Data for this exercise:
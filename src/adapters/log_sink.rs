//! Logging adapters.
//!
//! - [`LogEventSink`] implements [`EventSink`] by writing each
//!   [`AppEvent`] as one structured console line.
//! - [`PersistentLogger`] is the `log` backend: every record goes to the
//!   console logger, and records at Info and above are also appended to
//!   the [`PersistentLog`] so they survive deep sleep.

use core::sync::atomic::{AtomicBool, Ordering};

use log::{Level, LevelFilter, Log, Metadata, Record, info};

use crate::app::events::AppEvent;
use crate::app::ports::EventSink;
use crate::logstore::PersistentLog;

// ───────────────────────────────────────────────────────────────
// Event sink
// ───────────────────────────────────────────────────────────────

/// Adapter that logs every [`AppEvent`].
pub struct LogEventSink;

impl LogEventSink {
    pub fn new() -> Self {
        Self
    }
}

impl Default for LogEventSink {
    fn default() -> Self {
        Self::new()
    }
}

impl EventSink for LogEventSink {
    fn emit(&mut self, event: &AppEvent) {
        match event {
            AppEvent::Booted { wake, boot_count } => {
                info!("BOOT  | #{} wake={:?}", boot_count, wake);
            }
            AppEvent::StateChanged { from, to } => {
                info!("STATE | {:?} -> {:?}", from, to);
            }
            AppEvent::MessageSent { kind, frames } => {
                info!("TX    | {:?} in {} frame(s)", kind, frames);
            }
            AppEvent::SendFailed { kind } => {
                info!("TX    | {:?} dropped", kind);
            }
            AppEvent::Command(cmd) => {
                info!("CMD   | {:?}", cmd);
            }
            AppEvent::LogRotated { drained } => {
                info!("LOG   | rotated ({})", if *drained { "drained" } else { "reset" });
            }
            AppEvent::EnteringDeepSleep { wakeup_secs } => {
                info!("SLEEP | deep sleep, timer wake in {} s", wakeup_secs);
            }
        }
    }
}

// ───────────────────────────────────────────────────────────────
// Persistent tee logger
// ───────────────────────────────────────────────────────────────

/// One stored line per record.
pub fn format_line(record: &Record<'_>) -> String {
    format!("[{}] {}: {}", record.level(), record.target(), record.args())
}

pub struct PersistentLogger {
    store: PersistentLog,
    /// Set while a record is being written to the store.  Records raised
    /// from inside that write go to the console only.
    writing: AtomicBool,
    #[cfg(target_os = "espidf")]
    console: esp_idf_svc::log::EspLogger,
}

impl PersistentLogger {
    pub fn new(store: PersistentLog) -> Self {
        Self {
            store,
            writing: AtomicBool::new(false),
            #[cfg(target_os = "espidf")]
            console: esp_idf_svc::log::EspLogger::new(),
        }
    }

    /// Install as the global logger.  Call once, before anything logs.
    pub fn install(self, level: LevelFilter) -> Result<(), log::SetLoggerError> {
        log::set_logger(Box::leak(Box::new(self)))?;
        log::set_max_level(level);
        Ok(())
    }

    fn persist(&self, record: &Record<'_>) {
        if record.level() > Level::Info {
            return;
        }
        if self.writing.swap(true, Ordering::Acquire) {
            return;
        }
        // A full or unwritable store must never break logging.
        let _ = self.store.append(&format_line(record));
        self.writing.store(false, Ordering::Release);
    }

    #[cfg(target_os = "espidf")]
    fn console(&self, record: &Record<'_>) {
        self.console.log(record);
    }

    #[cfg(not(target_os = "espidf"))]
    fn console(&self, record: &Record<'_>) {
        println!("{}", format_line(record));
    }
}

impl Log for PersistentLogger {
    fn enabled(&self, metadata: &Metadata<'_>) -> bool {
        metadata.level() <= log::max_level()
    }

    fn log(&self, record: &Record<'_>) {
        if !self.enabled(record.metadata()) {
            return;
        }
        self.console(record);
        self.persist(record);
    }

    fn flush(&self) {
        #[cfg(not(target_os = "espidf"))]
        {
            use std::io::Write as _;
            let _ = std::io::stdout().flush();
        }
    }
}
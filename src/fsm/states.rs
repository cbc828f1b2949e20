//! Concrete lifecycle handlers and table builder.
//!
//! ```text
//!  BOOTING ──[interactive]──▶ ACTIVE ◀──[input, not suppressed]──┐
//!     │  │                      │  │                             │
//!     │  └─[timer wake]──┐      │  └──[display timer]──▶ DISPLAY_SLEEPING
//!     │                  └──────┼─────────────────────▶    │
//!     │                         │                          │
//!     └──[headless]──▶ IDLE_POLLING                        │
//!                          │    │                          │
//!                 [pass done]  [deep timer | sleep now]  [deep timer]
//!                          ▼    ▼                          │
//!                      DEEP_SLEEP_PENDING ◀────────────────┘
//!                               │
//!                        (forced by service)
//!                               ▼
//!                          DEEP_SLEEP
//! ```

use super::context::{DisplayCommand, LifecycleContext};
use super::{StateDescriptor, StateId};
use log::info;

// ═══════════════════════════════════════════════════════════════════════════
//  Table builder
// ═══════════════════════════════════════════════════════════════════════════

pub fn build_state_table() -> [StateDescriptor; StateId::COUNT] {
    [
        StateDescriptor {
            id: StateId::Booting,
            name: "Booting",
            on_enter: Some(booting_enter),
            on_exit: None,
            on_update: booting_update,
        },
        StateDescriptor {
            id: StateId::Active,
            name: "Active",
            on_enter: Some(active_enter),
            on_exit: None,
            on_update: active_update,
        },
        StateDescriptor {
            id: StateId::DisplaySleeping,
            name: "DisplaySleeping",
            on_enter: Some(display_sleeping_enter),
            on_exit: None,
            on_update: display_sleeping_update,
        },
        StateDescriptor {
            id: StateId::IdlePolling,
            name: "IdlePolling",
            on_enter: Some(idle_polling_enter),
            on_exit: None,
            on_update: idle_polling_update,
        },
        StateDescriptor {
            id: StateId::DeepSleepPending,
            name: "DeepSleepPending",
            on_enter: Some(deep_sleep_pending_enter),
            on_exit: None,
            on_update: terminal_update,
        },
        StateDescriptor {
            id: StateId::DeepSleep,
            name: "DeepSleep",
            on_enter: None,
            on_exit: None,
            on_update: terminal_update,
        },
    ]
}

// ═══════════════════════════════════════════════════════════════════════════
//  BOOTING
// ═══════════════════════════════════════════════════════════════════════════

fn booting_enter(ctx: &mut LifecycleContext) {
    info!(
        "BOOT #{}: wake reason {:?}",
        ctx.boot_count, ctx.wake_reason
    );
    if ctx.wake_reason.suppresses_display() {
        ctx.display_suppressed = true;
        ctx.commands.display = DisplayCommand::Off;
        info!("BOOT: timer wake, display stays off");
    }
}

fn booting_update(ctx: &mut LifecycleContext) -> Option<StateId> {
    if ctx.is_headless() {
        Some(StateId::IdlePolling)
    } else if ctx.display_suppressed {
        Some(StateId::DisplaySleeping)
    } else {
        Some(StateId::Active)
    }
}

// ═══════════════════════════════════════════════════════════════════════════
//  ACTIVE: display on, both countdowns running
// ═══════════════════════════════════════════════════════════════════════════

fn active_enter(ctx: &mut LifecycleContext) {
    ctx.commands.display = DisplayCommand::On;
}

fn active_update(ctx: &mut LifecycleContext) -> Option<StateId> {
    if ctx.inputs.sleep_requested {
        return Some(StateId::DeepSleepPending);
    }
    // Activity has just reset both countdowns; a second landing on the
    // same tick is not counted against them.
    if ctx.inputs.user_activity {
        return None;
    }
    if ctx.inputs.second_elapsed {
        if ctx.deep_sleep_timer.tick() {
            info!("ACTIVE: deep-sleep timeout");
            return Some(StateId::DeepSleepPending);
        }
        if ctx.display_timer.tick() {
            return Some(StateId::DisplaySleeping);
        }
    }
    None
}

// ═══════════════════════════════════════════════════════════════════════════
//  DISPLAY_SLEEPING: panel dark, sampling and deep countdown continue
// ═══════════════════════════════════════════════════════════════════════════

fn display_sleeping_enter(ctx: &mut LifecycleContext) {
    ctx.commands.display = DisplayCommand::Off;
}

fn display_sleeping_update(ctx: &mut LifecycleContext) -> Option<StateId> {
    if ctx.inputs.sleep_requested {
        return Some(StateId::DeepSleepPending);
    }
    if ctx.inputs.user_activity {
        if ctx.display_suppressed {
            return None;
        }
        return Some(StateId::Active);
    }
    if ctx.inputs.second_elapsed && ctx.deep_sleep_timer.tick() {
        info!("DISPLAY_SLEEPING: deep-sleep timeout");
        return Some(StateId::DeepSleepPending);
    }
    None
}

// ═══════════════════════════════════════════════════════════════════════════
//  IDLE_POLLING: headless one-shot pass
// ═══════════════════════════════════════════════════════════════════════════

fn idle_polling_enter(ctx: &mut LifecycleContext) {
    ctx.commands.display = DisplayCommand::Off;
    ctx.commands.sample_once = true;
}

fn idle_polling_update(ctx: &mut LifecycleContext) -> Option<StateId> {
    if ctx.inputs.oneshot_done || ctx.inputs.sleep_requested {
        return Some(StateId::DeepSleepPending);
    }
    None
}

// ═══════════════════════════════════════════════════════════════════════════
//  DEEP_SLEEP_PENDING / DEEP_SLEEP
// ═══════════════════════════════════════════════════════════════════════════

/// The panel keeps its last screen until the shutdown sequence runs.
fn deep_sleep_pending_enter(ctx: &mut LifecycleContext) {
    info!(
        "DEEP_SLEEP_PENDING: wake in {} s or on button",
        ctx.settings.deep_sleep_wakeup_secs
    );
}

/// Only the service's shutdown sequence leaves these states.
fn terminal_update(_ctx: &mut LifecycleContext) -> Option<StateId> {
    None
}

Aim of the exercise:
Go through the data and return each line where the word "writing" appears.

Expected answer:
//! - [`LogEventSink`] implements [`EventSink`] by writing each
    writing: AtomicBool,
            writing: AtomicBool::new(false),
        if self.writing.swap(true, Ordering::Acquire) {
        self.writing.store(false, Ordering::Release);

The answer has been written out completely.